Maybe, since that AVX512 behaves much like an alias for the original IMCI ISA, the timing measuraments for KNL's VPUs (except for the doubled throughput) would't differ much from those from the KNC VPU

Ref : "Test-driving intel xeon phi" : https://research.spec.org/icpe_proceedings/2014/p137.pdf -> It mentions the usage of a very similar method as the one for the x86 Instruction Timing tables. One interesting thing to notice is that even the Vector Logical instructions have at least a 2 cycle latency, proabably due to the vector mask stage.

   
AVX512 Instruction Timing for Knigths Landing
Author: Agner Date: 2016-06-22 11:25
Jorcy Neto wrote:
Maybe, since that AVX512 behaves much like an alias for the original IMCI ISA, the timing measuraments for KNL's VPUs (except for the doubled throughput) would't differ much from those from the KNC VPU.
Knights Landing is expected to be much better than Knights Corner.
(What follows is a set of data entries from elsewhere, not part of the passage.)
//! Engine loop
//!
//! [`Engine`] ties a window backend, a graphics device, and a scene into
//! a frame loop: pump input, clear, run the scene's frame phases, present.
//! Backends are generic so the same loop drives a real window or a
//! headless run; tests and tools use [`HeadlessWindow`] with the null
//! render device.

use crate::config::EngineConfig;
use crate::foundation::time::Timer;
use crate::input::InputState;
use crate::render::{GraphicsDevice, RenderError};
use crate::scene::{Scene, SceneError};
use thiserror::Error;

const CLEAR_COLOR: [f32; 4] = [0.02, 0.02, 0.05, 1.0];

/// Windowing capability the engine drives once per frame
pub trait WindowBackend {
    /// Pump the platform event queue into `input`
    fn poll_events(&mut self, input: &mut InputState);

    /// Whether the user asked to close the window
    fn should_close(&self) -> bool;

    /// Show the finished frame
    fn present(&mut self) -> Result<(), RenderError>;
}

/// Window backend with no window
///
/// Never closes on its own; pair it with a frame cap.
#[derive(Debug, Default)]
pub struct HeadlessWindow {
    frames_presented: u64,
}

impl HeadlessWindow {
    /// Create a headless backend
    pub fn new() -> Self {
        Self::default()
    }

    /// Frames presented so far
    pub fn frames_presented(&self) -> u64 {
        self.frames_presented
    }
}

impl WindowBackend for HeadlessWindow {
    fn poll_events(&mut self, _input: &mut InputState) {}

    fn should_close(&self) -> bool {
        false
    }

    fn present(&mut self) -> Result<(), RenderError> {
        self.frames_presented += 1;
        Ok(())
    }
}

/// Engine failures
#[derive(Error, Debug)]
pub enum EngineError {
    /// Bringing the scene up failed
    #[error("engine initialization failed")]
    Initialize(#[source] SceneError),

    /// A frame's scene update failed
    #[error("frame {frame} failed")]
    Frame {
        /// Frame number, counted from zero
        frame: u64,
        /// The failure that ended the frame
        source: SceneError,
    },

    /// Presenting a finished frame failed
    #[error("presenting frame {frame} failed")]
    Present {
        /// Frame number, counted from zero
        frame: u64,
        /// The backend failure
        source: RenderError,
    },

    /// Releasing scene resources failed
    #[error("engine shutdown failed")]
    Shutdown(#[source] SceneError),
}

/// The frame loop around a scene
#[derive(Debug)]
pub struct Engine<W: WindowBackend, D: GraphicsDevice> {
    window: W,
    device: D,
    input: InputState,
    timer: Timer,
    scene: Scene,
    config: EngineConfig,
    frame: u64,
}

impl<W: WindowBackend, D: GraphicsDevice> Engine<W, D> {
    /// Set up the device and initialize every component in the scene
    pub fn new(
        config: EngineConfig,
        window: W,
        mut device: D,
        mut scene: Scene,
    ) -> Result<Self, EngineError> {
        device.set_depth_test(true);
        device.set_backface_culling(true);
        scene
            .initialize(&mut device, &config.assets.root)
            .map_err(EngineError::Initialize)?;
        log::info!(
            "engine up: '{}' {}x{}, {} transforms, {} components",
            config.window.title,
            config.window.width,
            config.window.height,
            scene.transform_count(),
            scene.component_count()
        );
        Ok(Self {
            window,
            device,
            input: InputState::new(),
            timer: Timer::new(),
            scene,
            config,
            frame: 0,
        })
    }

    /// The running scene
    pub fn scene(&self) -> &Scene {
        &self.scene
    }

    /// The graphics device
    pub fn device(&self) -> &D {
        &self.device
    }

    /// The window backend
    pub fn window(&self) -> &W {
        &self.window
    }

    /// Frames completed so far
    pub fn frame(&self) -> u64 {
        self.frame
    }

    /// Run one frame
    pub fn step(&mut self) -> Result<(), EngineError> {
        self.timer.update();
        let delta_time = self.timer.delta_time();

        self.input.begin_frame();
        self.window.poll_events(&mut self.input);

        self.device.clear(CLEAR_COLOR);
        self.scene
            .update(&self.input, &mut self.device, delta_time)
            .map_err(|source| EngineError::Frame {
                frame: self.frame,
                source,
            })?;
        self.window.present().map_err(|source| EngineError::Present {
            frame: self.frame,
            source,
        })?;

        self.frame += 1;
        Ok(())
    }

    /// Run frames until the window closes or the configured cap is hit
    pub fn run(&mut self) -> Result<(), EngineError> {
        loop {
            if self.window.should_close() {
                break;
            }
            if let Some(cap) = self.config.scene.frame_cap {
                if self.frame >= cap {
                    break;
                }
            }
            self.step()?;
        }
        log::info!(
            "ran {} frames, {:.1} fps average",
            self.frame,
            self.timer.average_fps()
        );
        Ok(())
    }

    /// Release scene resources held on the device
    pub fn shutdown(&mut self) -> Result<(), EngineError> {
        self.scene
            .shutdown(&mut self.device)
            .map_err(EngineError::Shutdown)
    }
}
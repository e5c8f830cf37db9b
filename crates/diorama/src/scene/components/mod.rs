//! Concrete component behaviours
//!
//! Each submodule holds the state and per-frame logic for one component
//! kind. Construction, ownership, lifecycle dispatch, and late binding
//! all live in [`crate::scene::component`]; these types are only the
//! payloads it dispatches to.

pub mod camera;
pub mod camera_controller;
pub mod mesh_renderer;
pub mod skybox_follow_camera;
pub mod test_movement;
pub mod test_rotation;

pub use camera::{Camera, Projection};
pub use camera_controller::CameraController;
pub use mesh_renderer::MeshRenderer;
pub use skybox_follow_camera::SkyboxFollowCamera;
pub use test_movement::TestMovement;
pub use test_rotation::TestRotation;
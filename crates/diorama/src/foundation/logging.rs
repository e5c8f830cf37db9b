//! Logging utilities
//!
//! The library logs through the `log` facade; binaries pick the backend.
//! These helpers cover the common env_logger setups so demo binaries and
//! tools do not repeat the builder dance.

pub use log::{debug, error, info, trace, warn};

/// Initialize the logging system from `RUST_LOG`
pub fn init() {
    env_logger::init();
}

/// Initialize the logging system with an explicit default level
///
/// `RUST_LOG` still overrides the level when set.
pub fn init_with_level(level: log::LevelFilter) {
    env_logger::Builder::from_default_env()
        .filter_level(level)
        .init();
}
It has a very different microarchitecture.
   
AVX512 Instruction Timing for Knigths Landing
Author:  Date: 2016-06-23 05:50
Agner wrote:
Jorcy Neto wrote:
Maybe, since that AVX512 behaves much like an alias for the original IMCI ISA, the timing measuraments for KNL's VPUs (except for the doubled throughput) would't differ much from those from the KNC VPU.
Knights Landing is expected to be much better than Knights Corner. It has a very different microarchitecture.
Indeed, the tighter integration of the VPUs with the Silvermont core frontend will improve on the overall pipeline latency, however, few details were disclosed about the VPU itself. I was also wondering about legacy SIMD performance as only a single VPU is used, opposed to the typical Port 0 + Port 1 configuration on maistream Xeon processors (NHM/SNB//HSW/SKL).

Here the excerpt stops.